### Work task
Each record is to be repeated exactly as it stands below.

Stored data entries
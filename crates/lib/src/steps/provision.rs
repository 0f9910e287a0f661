//! Pinned CMake provisioning through the Android SDK manager.

use std::path::{Path, PathBuf};

use tracing::info;

use crate::config::PipelineConfig;
use crate::process::{Invocation, run_logged};

use super::{Completion, StepError, StepOutputs};

pub const NAME: &str = "install-cmake";

/// SDK manager locations relative to the SDK root, in lookup order.
pub const SDKMANAGER_CANDIDATES: [&str; 4] = [
  "cmdline-tools/latest/bin/sdkmanager",
  "cmdline-tools/latest/bin/sdkmanager.bat",
  "tools/bin/sdkmanager",
  "tools/bin/sdkmanager.bat",
];

pub fn sdkmanager_candidates(sdk_root: &Path) -> Vec<PathBuf> {
  SDKMANAGER_CANDIDATES.iter().map(|rel| sdk_root.join(rel)).collect()
}

/// First existing SDK manager under `sdk_root`.
pub fn locate_sdkmanager(sdk_root: &Path) -> Result<PathBuf, StepError> {
  let candidates = sdkmanager_candidates(sdk_root);
  match candidates.iter().find(|p| p.exists()) {
    Some(found) => Ok(found.clone()),
    None => Err(StepError::InstallerNotFound { candidates }),
  }
}

/// Make sure the pinned CMake exists under the SDK root.
///
/// An existing install directory is trusted as-is: its version is not
/// inspected, so a directory holding a different build still counts as
/// installed.
pub async fn install_cmake(config: &PipelineConfig) -> Result<Completion, StepError> {
  let layout = &config.layout;

  if layout.cmake_dir.exists() {
    info!(path = %layout.cmake_dir.display(), "cmake already installed");
    return Ok(Completion::UpToDate);
  }

  let sdkmanager = locate_sdkmanager(&layout.sdk_root)?;
  let package = format!("cmake;{}", config.cmake_version);

  info!(sdkmanager = %sdkmanager.display(), package = %package, "installing cmake");
  let invocation = Invocation::new(&sdkmanager, &layout.sdk_root).args(["--install".to_string(), package]);
  run_logged(&invocation).await?;

  if !layout.cmake_binary.exists() {
    return Err(StepError::ToolchainMissing {
      path: layout.cmake_binary.clone(),
    });
  }

  Ok(Completion::Ran(StepOutputs::single(&layout.cmake_dir)))
}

### Solution for this problem
filename crates/lib/src/steps/provision.rs
repository 0f9910e287a0f661
//! Pinned CMake provisioning through the Android SDK manager.

use std::path::{Path, PathBuf};

use tracing::info;

use crate::config::PipelineConfig;
use crate::process::{Invocation, run_logged};

use super::{Completion, StepError, StepOutputs};

pub const NAME: &str = "install-cmake";

/// SDK manager locations relative to the SDK root, in lookup order.
pub const SDKMANAGER_CANDIDATES: [&str; 4] = [
  "cmdline-tools/latest/bin/sdkmanager",
  "cmdline-tools/latest/bin/sdkmanager.bat",
  "tools/bin/sdkmanager",
  "tools/bin/sdkmanager.bat",
];

pub fn sdkmanager_candidates(sdk_root: &Path) -> Vec<PathBuf> {
  SDKMANAGER_CANDIDATES.iter().map(|rel| sdk_root.join(rel)).collect()
}

/// First existing SDK manager under `sdk_root`.
pub fn locate_sdkmanager(sdk_root: &Path) -> Result<PathBuf, StepError> {
  let candidates = sdkmanager_candidates(sdk_root);
  match candidates.iter().find(|p| p.exists()) {
    Some(found) => Ok(found.clone()),
    None => Err(StepError::InstallerNotFound { candidates }),
  }
}

/// Make sure the pinned CMake exists under the SDK root.
///
/// An existing install directory is trusted as-is: its version is not
/// inspected, so a directory holding a different build still counts as
/// installed.
pub async fn install_cmake(config: &PipelineConfig) -> Result<Completion, StepError> {
  let layout = &config.layout;

  if layout.cmake_dir.exists() {
    info!(path = %layout.cmake_dir.display(), "cmake already installed");
    return Ok(Completion::UpToDate);
  }

  let sdkmanager = locate_sdkmanager(&layout.sdk_root)?;
  let package = format!("cmake;{}", config.cmake_version);

  info!(sdkmanager = %sdkmanager.display(), package = %package, "installing cmake");
  let invocation = Invocation::new(&sdkmanager, &layout.sdk_root).args(["--install".to_string(), package]);
  run_logged(&invocation).await?;

  if !layout.cmake_binary.exists() {
    return Err(StepError::ToolchainMissing {
      path: layout.cmake_binary.clone(),
    });
  }

  Ok(Completion::Ran(StepOutputs::single(&layout.cmake_dir)))
}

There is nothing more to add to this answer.